* Task prompt *
Read the entries below and pull out each line with the string "services".

***** Records shown *****

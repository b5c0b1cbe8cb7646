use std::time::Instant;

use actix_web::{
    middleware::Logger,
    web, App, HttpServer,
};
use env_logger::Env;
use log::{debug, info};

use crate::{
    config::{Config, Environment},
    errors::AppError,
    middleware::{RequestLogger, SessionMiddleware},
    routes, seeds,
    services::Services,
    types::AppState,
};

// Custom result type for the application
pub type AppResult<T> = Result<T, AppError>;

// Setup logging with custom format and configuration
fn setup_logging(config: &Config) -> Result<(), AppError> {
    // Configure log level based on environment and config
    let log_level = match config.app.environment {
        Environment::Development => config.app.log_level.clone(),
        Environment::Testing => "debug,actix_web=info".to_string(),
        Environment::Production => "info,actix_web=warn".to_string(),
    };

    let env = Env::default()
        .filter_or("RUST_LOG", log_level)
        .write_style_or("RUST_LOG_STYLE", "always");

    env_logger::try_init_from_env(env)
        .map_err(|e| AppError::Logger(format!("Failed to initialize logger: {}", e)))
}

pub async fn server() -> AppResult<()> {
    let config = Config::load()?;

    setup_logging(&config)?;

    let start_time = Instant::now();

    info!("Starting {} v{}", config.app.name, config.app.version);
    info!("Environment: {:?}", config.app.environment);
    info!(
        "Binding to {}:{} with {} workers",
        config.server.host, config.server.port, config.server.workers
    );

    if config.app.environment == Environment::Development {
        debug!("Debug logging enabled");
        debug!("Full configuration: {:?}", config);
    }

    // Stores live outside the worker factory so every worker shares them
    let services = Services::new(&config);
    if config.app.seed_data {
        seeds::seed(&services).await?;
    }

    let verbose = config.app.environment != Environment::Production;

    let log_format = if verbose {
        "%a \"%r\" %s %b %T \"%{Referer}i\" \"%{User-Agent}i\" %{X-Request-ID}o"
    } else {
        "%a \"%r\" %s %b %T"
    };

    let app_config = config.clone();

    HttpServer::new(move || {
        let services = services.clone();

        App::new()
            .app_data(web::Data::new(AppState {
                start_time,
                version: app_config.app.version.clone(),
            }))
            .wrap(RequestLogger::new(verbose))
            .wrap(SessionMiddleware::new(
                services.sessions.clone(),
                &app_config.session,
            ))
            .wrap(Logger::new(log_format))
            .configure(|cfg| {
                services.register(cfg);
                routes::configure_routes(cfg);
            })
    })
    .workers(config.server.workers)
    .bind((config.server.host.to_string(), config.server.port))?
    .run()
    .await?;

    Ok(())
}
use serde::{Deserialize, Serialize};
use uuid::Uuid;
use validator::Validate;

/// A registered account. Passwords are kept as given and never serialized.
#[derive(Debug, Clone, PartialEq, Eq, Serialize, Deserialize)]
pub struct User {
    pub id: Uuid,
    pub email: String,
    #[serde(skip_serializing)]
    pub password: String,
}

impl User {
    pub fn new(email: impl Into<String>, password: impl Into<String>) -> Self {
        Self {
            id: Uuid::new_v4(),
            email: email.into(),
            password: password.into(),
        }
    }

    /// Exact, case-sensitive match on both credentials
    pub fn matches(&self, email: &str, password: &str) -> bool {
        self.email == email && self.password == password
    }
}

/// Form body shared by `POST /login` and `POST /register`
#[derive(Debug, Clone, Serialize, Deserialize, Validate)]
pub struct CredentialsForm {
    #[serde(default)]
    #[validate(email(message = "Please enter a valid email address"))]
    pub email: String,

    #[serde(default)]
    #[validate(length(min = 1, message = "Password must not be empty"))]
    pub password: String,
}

*****

* Answer below *
    services::Services,
    let services = Services::new(&config);
        seeds::seed(&services).await?;
        let services = services.clone();
                services.sessions.clone(),
                services.register(cfg);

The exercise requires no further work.